▶ **YOUR INSTRUCTIONS**
Please repeat, unchanged, the lines at the top of the listing below, ending with the one that has "pub fn at(offset_ms: i64)".

▶ **SOURCE RECORDS**
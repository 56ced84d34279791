//! Shared helpers for processor integration tests

#![allow(dead_code)]

use chrono::{DateTime, Duration as ChronoDuration, TimeZone, Utc};
use eventlog::{InMemoryLog, LogRecord};
use llm_telemetry_types::{DimensionKey, Event, EventMetrics, EventStatus};
use processor::AggregatorConfig;
use std::time::Duration;

/// Start of the window most tests aggregate into
pub fn window_start() -> DateTime<Utc> {
    Utc.with_ymd_and_hms(2024, 5, 1, 12, 0, 0).unwrap()
}

pub fn at(offset_ms: i64) -> DateTime<Utc> {
    window_start() + ChronoDuration::milliseconds(offset_ms)
}

pub fn event(id: &str, model: &str, time: DateTime<Utc>, latency_ms: f64) -> Event {
    Event::new(
        id,
        time,
        DimensionKey::new(model, "v1"),
        EventMetrics {
            latency_ms,
            tokens_in: 10,
            tokens_out: 20,
            status: EventStatus::Success,
        },
    )
}

pub fn payload(event: &Event) -> Vec<u8> {
    serde_json::to_vec(event).unwrap()
}

/// Records of one partition as the consumer would deliver them
pub fn partition_records(log: &InMemoryLog, partition: u32) -> Vec<LogRecord> {
    log.records(partition)
        .into_iter()
        .enumerate()
        .map(|(offset, payload)| LogRecord {
            partition,
            offset: offset as u64,
            payload,
        })
        .collect()
}

pub fn test_config() -> AggregatorConfig {
    AggregatorConfig {
        window_size: Duration::from_secs(60),
        allowed_lateness: Duration::from_secs(10),
        idle_timeout: None,
        batch_size: 64,
        idle_tick: Duration::from_millis(10),
        retry_base_delay: Duration::from_millis(1),
        retry_max_delay: Duration::from_millis(10),
        ..AggregatorConfig::default()
    }
}

/// Polls an async condition until it holds or the timeout expires
pub async fn eventually<F, Fut>(mut check: F, timeout: Duration) -> bool
where
    F: FnMut() -> Fut,
    Fut: std::future::Future<Output = bool>,
{
    let start = std::time::Instant::now();
    while start.elapsed() < timeout {
        if check().await {
            return true;
        }
        tokio::time::sleep(Duration::from_millis(10)).await;
    }
    false
}
//! Kafka-backed log
//!
//! Publishing uses an idempotent producer with `acks=all` and selects the
//! partition explicitly with [`partition_for`], so the in-memory and Kafka
//! backends place keys identically. Consumers are assigned one partition at
//! an explicit offset and never commit to the group; the aggregator's state
//! store owns the offsets.

use async_trait::async_trait;
use futures::stream::{self, StreamExt};
use rdkafka::config::ClientConfig;
use rdkafka::consumer::{Consumer, StreamConsumer};
use rdkafka::producer::{FutureProducer, FutureRecord};
use rdkafka::util::Timeout;
use rdkafka::{Message, Offset, TopicPartitionList};
use std::time::Duration;
use tracing::{debug, info, warn};

use crate::error::{LogError, Result};
use crate::partitioner::partition_for;
use crate::{LogClient, LogRecord, RecordPosition, RecordStream};

/// Kafka log configuration
#[derive(Debug, Clone)]
pub struct KafkaLogConfig {
    /// Kafka brokers (comma-separated)
    pub brokers: String,
    /// Topic holding telemetry events
    pub topic: String,
    /// Client ID
    pub client_id: String,
    /// Partition count of the topic
    pub partitions: u32,
    /// Message timeout in milliseconds
    pub message_timeout_ms: u64,
}

impl Default for KafkaLogConfig {
    fn default() -> Self {
        Self {
            brokers: "localhost:9092".to_string(),
            topic: "llm-telemetry-events".to_string(),
            client_id: "llm-telemetry".to_string(),
            partitions: 4,
            message_timeout_ms: 30_000,
        }
    }
}

pub struct KafkaLog {
    producer: FutureProducer,
    config: KafkaLogConfig,
}

impl KafkaLog {
    pub fn new(config: KafkaLogConfig) -> Result<Self> {
        if config.partitions == 0 {
            return Err(LogError::Config("partitions must be at least 1".to_string()));
        }

        let producer: FutureProducer = ClientConfig::new()
            .set("bootstrap.servers", &config.brokers)
            .set("client.id", &config.client_id)
            .set("message.timeout.ms", config.message_timeout_ms.to_string())
            .set("acks", "all")
            .set("enable.idempotence", "true")
            .create()
            .map_err(|e| LogError::Config(e.to_string()))?;

        info!(
            brokers = %config.brokers,
            topic = %config.topic,
            partitions = config.partitions,
            "Kafka log producer created"
        );

        Ok(Self { producer, config })
    }

    fn consumer_for(&self, partition: u32) -> Result<StreamConsumer> {
        ClientConfig::new()
            .set("bootstrap.servers", &self.config.brokers)
            .set("client.id", format!("{}-p{}", self.config.client_id, partition))
            .set("group.id", format!("{}-aggregator", self.config.client_id))
            .set("enable.auto.commit", "false")
            .set("enable.auto.offset.store", "false")
            .set("isolation.level", "read_committed")
            .create()
            .map_err(|e| LogError::Config(e.to_string()))
    }
}

#[async_trait]
impl LogClient for KafkaLog {
    async fn publish(&self, partition_key: &[u8], payload: &[u8]) -> Result<RecordPosition> {
        let partition = partition_for(partition_key, self.config.partitions);
        let record = FutureRecord::to(&self.config.topic)
            .key(partition_key)
            .payload(payload)
            .partition(partition as i32);

        let timeout = Timeout::After(Duration::from_millis(self.config.message_timeout_ms));
        match self.producer.send(record, timeout).await {
            Ok((partition, offset)) => Ok(RecordPosition {
                partition: partition as u32,
                offset: offset as u64,
            }),
            Err((err, _)) => {
                warn!(partition, error = %err, "Kafka publish failed");
                Err(LogError::Kafka(err))
            }
        }
    }

    async fn consume(&self, partition: u32, from_offset: u64) -> Result<RecordStream> {
        if partition >= self.config.partitions {
            return Err(LogError::UnknownPartition {
                partition,
                count: self.config.partitions,
            });
        }

        let consumer = self.consumer_for(partition)?;
        let mut assignment = TopicPartitionList::new();
        assignment.add_partition_offset(
            &self.config.topic,
            partition as i32,
            Offset::Offset(from_offset as i64),
        )?;
        consumer.assign(&assignment)?;
        debug!(partition, from_offset, topic = %self.config.topic, "Assigned Kafka consumer");

        let records = stream::unfold(consumer, |consumer| async move {
            let item = match consumer.recv().await {
                Ok(message) => Ok(LogRecord {
                    partition: message.partition() as u32,
                    offset: message.offset() as u64,
                    payload: message.payload().map(<[u8]>::to_vec).unwrap_or_default(),
                }),
                Err(err) => Err(LogError::Kafka(err)),
            };
            Some((item, consumer))
        });

        Ok(records.boxed())
    }

    fn partition_count(&self) -> u32 {
        self.config.partitions
    }
}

▶ **RESPONSE AREA**
repository 56ced84d34279791
//! Shared helpers for processor integration tests

#![allow(dead_code)]

use chrono::{DateTime, Duration as ChronoDuration, TimeZone, Utc};
use eventlog::{InMemoryLog, LogRecord};
use llm_telemetry_types::{DimensionKey, Event, EventMetrics, EventStatus};
use processor::AggregatorConfig;
use std::time::Duration;

/// Start of the window most tests aggregate into
pub fn window_start() -> DateTime<Utc> {
    Utc.with_ymd_and_hms(2024, 5, 1, 12, 0, 0).unwrap()
}

pub fn at(offset_ms: i64) -> DateTime<Utc> {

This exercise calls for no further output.